**DATA FOR REVIEW:**
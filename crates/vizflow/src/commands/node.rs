//! Node command - store and amend conversation nodes.

use anyhow::{Context as _, Result};
use clap::{Args, Subcommand};
use console::{Style, style};
use vizflow_store::{NewNode, Node, Role};

use super::{Context, print_json, print_success};

/// Arguments for the node command.
#[derive(Args, Debug)]
pub struct NodeArgs {
    #[command(subcommand)]
    pub command: NodeCommand,
}

#[derive(Subcommand, Debug)]
pub enum NodeCommand {
    /// Store a prompt/response exchange
    Add {
        /// User prompt
        #[arg(long)]
        prompt: String,

        /// Assistant response
        #[arg(long)]
        response: String,

        /// Model that produced the response
        #[arg(long, default_value = "")]
        model: String,

        /// Tags for the node
        #[arg(short, long)]
        tags: Vec<String>,

        /// Also attach the node to this flow
        #[arg(long)]
        flow: Option<String>,

        /// Parent node within the flow
        #[arg(long, requires = "flow")]
        parent: Option<String>,
    },

    /// Show a stored node
    Show {
        /// Node ID
        id: String,
    },

    /// Replace a node's tags
    Tag {
        /// Node ID
        id: String,

        /// New tags (none clears them)
        tags: Vec<String>,
    },
}

/// Run the node command.
pub fn run(args: NodeArgs, ctx: &Context) -> Result<()> {
    let mut project = ctx.open_project()?;

    match args.command {
        NodeCommand::Add {
            prompt,
            response,
            model,
            tags,
            flow,
            parent,
        } => {
            let new = NewNode::exchange(&prompt, &response, model).with_tags(tags);
            let node = match flow {
                Some(flow) => project
                    .record_exchange(&flow, parent.as_deref(), new)
                    .with_context(|| format!("cannot record node in flow {flow}"))?,
                None => project.nodes.create_node(new)?,
            };
            if ctx.json_output {
                print_json(&serde_json::to_value(&node)?)?;
            } else {
                let dim = Style::new().dim();
                print_success(&format!("Node created: {}", dim.apply_to(&node.id)));
            }
        }
        NodeCommand::Show { id } => {
            let node = project.nodes.get(&id)?;
            if ctx.json_output {
                print_json(&serde_json::to_value(&node)?)?;
            } else {
                print_node(&node, ctx.verbose);
            }
        }
        NodeCommand::Tag { id, tags } => {
            let node = project.nodes.set_tags(&id, tags)?;
            if ctx.json_output {
                print_json(&serde_json::to_value(&node)?)?;
            } else {
                print_success(&format!("Tags set: [{}]", node.tags.join(", ")));
            }
        }
    }
    Ok(())
}

fn print_node(node: &Node, verbose: bool) {
    let dim = Style::new().dim();
    println!("{}", style("Node Details").bold());
    println!("{}", dim.apply_to("─".repeat(50)));
    println!("{} {}", dim.apply_to("id:       "), node.id);
    println!("{} {}", dim.apply_to("timestamp:"), node.timestamp.to_rfc3339());
    if !node.model.is_empty() {
        println!("{} {}", dim.apply_to("model:    "), node.model);
    }
    if !node.tags.is_empty() {
        println!("{} {}", dim.apply_to("tags:     "), node.tags.join(", "));
    }
    for segment in &node.segments {
        println!();
        let label = match segment.role {
            Role::User => style(segment.role.as_str()).cyan(),
            Role::Assistant => style(segment.role.as_str()).green(),
            Role::System => style(segment.role.as_str()).yellow(),
        };
        println!("{}", label.bold());
        println!("{}", segment.text);
    }
    if verbose {
        println!();
        for usage in &node.usage {
            println!(
                "{}",
                dim.apply_to(format!(
                    "{}: {} tokens in {:.2}s ({:.2}/s)",
                    usage.role, usage.count, usage.duration, usage.rate
                ))
            );
        }
        println!(
            "{}",
            dim.apply_to(format!(
                "summary: {} (last built {})",
                if node.summary.updated { "current" } else { "stale" },
                node.summary.last_built.to_rfc3339()
            ))
        );
    }
}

**REQUIRED ACTION:** Taking the entries from their first line through the line with "a stored node", inclusive, restate each line word for word and give nothing else.

**THE ANSWER:**
filename crates/vizflow/src/commands/node.rs
//! Node command - store and amend conversation nodes.

use anyhow::{Context as _, Result};
use clap::{Args, Subcommand};
use console::{Style, style};
use vizflow_store::{NewNode, Node, Role};

use super::{Context, print_json, print_success};

/// Arguments for the node command.
#[derive(Args, Debug)]
pub struct NodeArgs {
    #[command(subcommand)]
    pub command: NodeCommand,
}

#[derive(Subcommand, Debug)]
pub enum NodeCommand {
    /// Store a prompt/response exchange
    Add {
        /// User prompt
        #[arg(long)]
        prompt: String,

        /// Assistant response
        #[arg(long)]
        response: String,

        /// Model that produced the response
        #[arg(long, default_value = "")]
        model: String,

        /// Tags for the node
        #[arg(short, long)]
        tags: Vec<String>,

        /// Also attach the node to this flow
        #[arg(long)]
        flow: Option<String>,

        /// Parent node within the flow
        #[arg(long, requires = "flow")]
        parent: Option<String>,
    },

    /// Show a stored node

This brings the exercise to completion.